How the Antislavery Movement Ignited a Political Revolution
The antislavery movement of the mid-nineteenth century fused moral appeals against the sin of slavery with demands that spoke to the material interests of ordinary Northerners. Matt Karp, author of “The Mass Politics of Antislavery,” explains how that movement led to emancipation — and what lessons it offers to those trying to forge a political revolution today.

“Anti-Slavery Picnic at Weymouth Landing, Massachusetts” by Susan Torrey Merritt, circa 1845.
In 1856, the black minister Henry Highland Garnet, who had escaped from slavery as a child, returned to the United States after some years in the Caribbean. He found the nation transformed, noting with awe and appreciation “the great spread and intensification of Anti-Slavery feeling at present . . . The most promising sign of the coming downfall of Slavery is, that the people are beginning to think and talk, and above all, to vote and pray aright for it.”
The transformation in political consciousness that Garnet witnessed in 1856 is the subject of Matt Karp’s essay in Catalyst, “The Mass Politics of Antislavery,” which traces the development of the movement against slavery in the decades leading up to the Civil War. This movement included militant abolitionists, but also many ordinary white Northerners and small farmers — a diverse coalition pulled together by the nascent Republican Party.

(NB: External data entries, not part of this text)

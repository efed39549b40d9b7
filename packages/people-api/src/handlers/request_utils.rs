//! Request utilities for HTTP endpoints.

use std::fmt::Display;

use http_body_util::BodyExt;
use hyper::body::{Body, Bytes};
use hyper::{Request, Response};
use serde::Serialize;
use tokio::time;

use crate::controller::{ActionResult, ViewModel, INDEX_ACTION};
use crate::router::RouterError;
use people_core::{ModelState, PersonModel, StoreError};

use super::response::{invalid_response, success_response};

/// Type alias for matchit parameters with explicit lifetimes
pub type MatchitParams<'a, 'b> = matchit::Params<'a, 'b>;

/// Body of a rendered view.
#[derive(Debug, Serialize)]
pub struct ViewBody<'a> {
    /// View name
    pub view: &'a str,
    /// View model
    pub model: &'a ViewModel,
    /// Validation errors, omitted when there are none
    #[serde(skip_serializing_if = "Option::is_none")]
    pub errors: Option<&'a ModelState>,
}

/// Helper function to read request body with timeout
pub async fn read_request_body_with_timeout<B>(
    req: Request<B>,
    timeout_ms: u64,
) -> Result<Bytes, RouterError>
where
    B: Body,
    B::Error: Display,
{
    let timeout_duration = time::Duration::from_millis(timeout_ms);
    let body = time::timeout(timeout_duration, req.into_body().collect())
        .await
        .map_err(|_| RouterError::Timeout)?
        .map_err(|e| RouterError::InternalError(format!("Failed to read request body: {}", e)))?;
    Ok(body.to_bytes())
}

/// Parses a person from a JSON body; an empty body means no person was submitted.
pub fn parse_person(body: &[u8]) -> Result<Option<PersonModel>, RouterError> {
    if body.iter().all(u8::is_ascii_whitespace) {
        return Ok(None);
    }
    serde_json::from_slice(body)
        .map(Some)
        .map_err(|e| RouterError::BadRequest(format!("Failed to parse request: {}", e)))
}

/// Parses the `id` route parameter.
pub fn parse_person_id(params: &MatchitParams<'_, '_>) -> Result<u64, RouterError> {
    let id_str = params.get("id").unwrap_or("");
    id_str
        .parse()
        .map_err(|e| RouterError::BadRequest(format!("Invalid person ID '{}': {}", id_str, e)))
}

/// Map StoreError to appropriate RouterError
pub fn map_store_error_to_router_error(e: StoreError) -> RouterError {
    match e {
        StoreError::NotFound { .. } => RouterError::NotFound(e.to_string()),
        StoreError::DuplicateId { .. } | StoreError::IdSpaceExhausted => {
            RouterError::Conflict(e.to_string())
        }
        StoreError::Seed(_) => RouterError::InternalError(format!("Store error: {}", e)),
    }
}

/// Path an action name redirects to.
pub fn action_path(action: &str) -> &'static str {
    match action {
        INDEX_ACTION => "/people",
        _ => "/",
    }
}

/// Converts a controller result into an HTTP response.
///
/// Views render as 200, or 422 when they carry validation errors. Redirects
/// become `303 See Other`.
pub fn render(result: ActionResult) -> Result<Response<Bytes>, RouterError> {
    match result {
        ActionResult::View(view) => {
            let valid = view.model_state.is_valid();
            let body = ViewBody {
                view: view.name,
                model: &view.model,
                errors: (!valid).then_some(&view.model_state),
            };
            let api_response = if valid {
                success_response(body)
            } else {
                invalid_response(body)
            };
            let json = serde_json::to_vec(&api_response).map_err(|e| {
                RouterError::InternalError(format!("Failed to serialize response: {}", e))
            })?;
            build_response(if valid { 200 } else { 422 }, json)
        }
        ActionResult::Redirect { action } => build_redirect(action_path(action)),
        ActionResult::NotFound { id } => {
            Err(RouterError::NotFound(format!("Person {} not found", id)))
        }
    }
}

/// Helper to build HTTP response with proper error handling
pub fn build_response(status: u16, json: Vec<u8>) -> Result<Response<Bytes>, RouterError> {
    Response::builder()
        .status(status)
        .header("Content-Type", "application/json")
        .body(Bytes::from(json))
        .map_err(|e| RouterError::InternalError(format!("Failed to build response: {}", e)))
}

/// Helper to build a `303 See Other` redirect
pub fn build_redirect(location: &str) -> Result<Response<Bytes>, RouterError> {
    Response::builder()
        .status(303)
        .header("Location", location)
        .body(Bytes::new())
        .map_err(|e| RouterError::InternalError(format!("Failed to build response: {}", e)))
}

Founded in 1854, the Republican Party was part of a movement that brought abolitionism from the fringe to the center of American politics by fusing moral opposition to slavery with appeals to the material interests of those who might otherwise have been indifferent to the antislavery cause. Indeed, hatred of “the Slave Power” became the driving force within the Republican movement, which never lost sight of abolitionism, even as it sought to expand its appeal and broaden its base.